[Stored data]
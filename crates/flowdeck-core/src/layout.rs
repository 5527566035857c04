// flowdeck Core - On-disk layout
//
// <documents-root>/flows/<flow-name>/flow.toml
// <documents-root>/flows/<flow-name>/settings.toml

use crate::error::{FlowdeckError, FlowdeckResult};

use std::path::{Path, PathBuf};

/// Directory under the documents root that holds one sub-directory per flow
pub const FLOWS_DIR: &str = "flows";

/// Metadata document name
pub const FLOW_FILE: &str = "flow.toml";

/// Settings document name
pub const SETTINGS_FILE: &str = "settings.toml";

/// Platform housekeeping files that never belong to a flow
const JUNK_FILES: &[&str] = &[".DS_Store", "Thumbs.db", "desktop.ini"];

/// Resolves flow names to paths under a documents root
#[derive(Debug, Clone, PartialEq, Eq)]
pub struct FlowLayout {
    documents_root: PathBuf,
}

impl FlowLayout {
    pub fn new(documents_root: impl Into<PathBuf>) -> Self {
        Self {
            documents_root: documents_root.into(),
        }
    }

    pub fn documents_root(&self) -> &Path {
        &self.documents_root
    }

    pub fn flows_dir(&self) -> PathBuf {
        self.documents_root.join(FLOWS_DIR)
    }

    /// Directory of a single flow. The name must already be validated.
    pub fn flow_dir(&self, flow_name: &str) -> PathBuf {
        self.flows_dir().join(flow_name)
    }

    pub fn flow_file(&self, flow_name: &str) -> PathBuf {
        self.flow_dir(flow_name).join(FLOW_FILE)
    }

    pub fn settings_file(&self, flow_name: &str) -> PathBuf {
        self.flow_dir(flow_name).join(SETTINGS_FILE)
    }
}

/// Check that a flow name is usable as a single directory component
pub fn validate_flow_name(name: &str) -> FlowdeckResult<()> {
    if name.trim().is_empty() {
        return Err(FlowdeckError::invalid_input("flow name is empty"));
    }
    if name == "." || name == ".." {
        return Err(FlowdeckError::invalid_input(format!(
            "flow name '{}' is reserved",
            name
        )));
    }
    if name.contains(['/', '\\', '\0']) {
        return Err(FlowdeckError::invalid_input(format!(
            "flow name '{}' must not contain path separators",
            name
        )));
    }
    Ok(())
}

/// True for OS housekeeping entries (Finder metadata, thumbnail caches, AppleDouble files)
pub fn is_junk_entry(path: &Path) -> bool {
    match path.file_name().and_then(|n| n.to_str()) {
        Some(name) => JUNK_FILES.contains(&name) || name.starts_with("._"),
        None => false,
    }
}

#[cfg(test)]
mod tests {
    use super::*;

    #[test]
    fn test_layout_paths() {
        let layout = FlowLayout::new("/docs");
        assert_eq!(layout.flows_dir(), PathBuf::from("/docs/flows"));
        assert_eq!(
            layout.flow_file("Flow 1"),
            PathBuf::from("/docs/flows/Flow 1/flow.toml")
        );
        assert_eq!(
            layout.settings_file("Flow 1"),
            PathBuf::from("/docs/flows/Flow 1/settings.toml")
        );
    }

    #[test]
    fn test_validate_flow_name() {
        assert!(validate_flow_name("Flow 1").is_ok());
        assert!(validate_flow_name("my-flow_2").is_ok());
        assert!(validate_flow_name("").is_err());
        assert!(validate_flow_name("   ").is_err());
        assert!(validate_flow_name("..").is_err());
        assert!(validate_flow_name("a/b").is_err());
        assert!(validate_flow_name("a\\b").is_err());
    }

    #[test]
    fn test_junk_entries() {
        assert!(is_junk_entry(Path::new("/docs/flows/.DS_Store")));
        assert!(is_junk_entry(Path::new("/docs/flows/Flow 1/Thumbs.db")));
        assert!(is_junk_entry(Path::new("/docs/flows/._flow.toml")));
        assert!(!is_junk_entry(Path::new("/docs/flows/Flow 1/flow.toml")));
        assert!(!is_junk_entry(Path::new("/docs/flows/Flow 1")));
    }
}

What you will do: Set down again, word for word, the stretch of records from the line with "pub const FLOW_FILE: &str" to the line with "self.flows_dir().join(flow_name)", both of those lines included.

Result below:
pub const FLOW_FILE: &str = "flow.toml";

/// Settings document name
pub const SETTINGS_FILE: &str = "settings.toml";

/// Platform housekeeping files that never belong to a flow
const JUNK_FILES: &[&str] = &[".DS_Store", "Thumbs.db", "desktop.ini"];

/// Resolves flow names to paths under a documents root
#[derive(Debug, Clone, PartialEq, Eq)]
pub struct FlowLayout {
    documents_root: PathBuf,
}

impl FlowLayout {
    pub fn new(documents_root: impl Into<PathBuf>) -> Self {
        Self {
            documents_root: documents_root.into(),
        }
    }

    pub fn documents_root(&self) -> &Path {
        &self.documents_root
    }

    pub fn flows_dir(&self) -> PathBuf {
        self.documents_root.join(FLOWS_DIR)
    }

    /// Directory of a single flow. The name must already be validated.
    pub fn flow_dir(&self, flow_name: &str) -> PathBuf {
        self.flows_dir().join(flow_name)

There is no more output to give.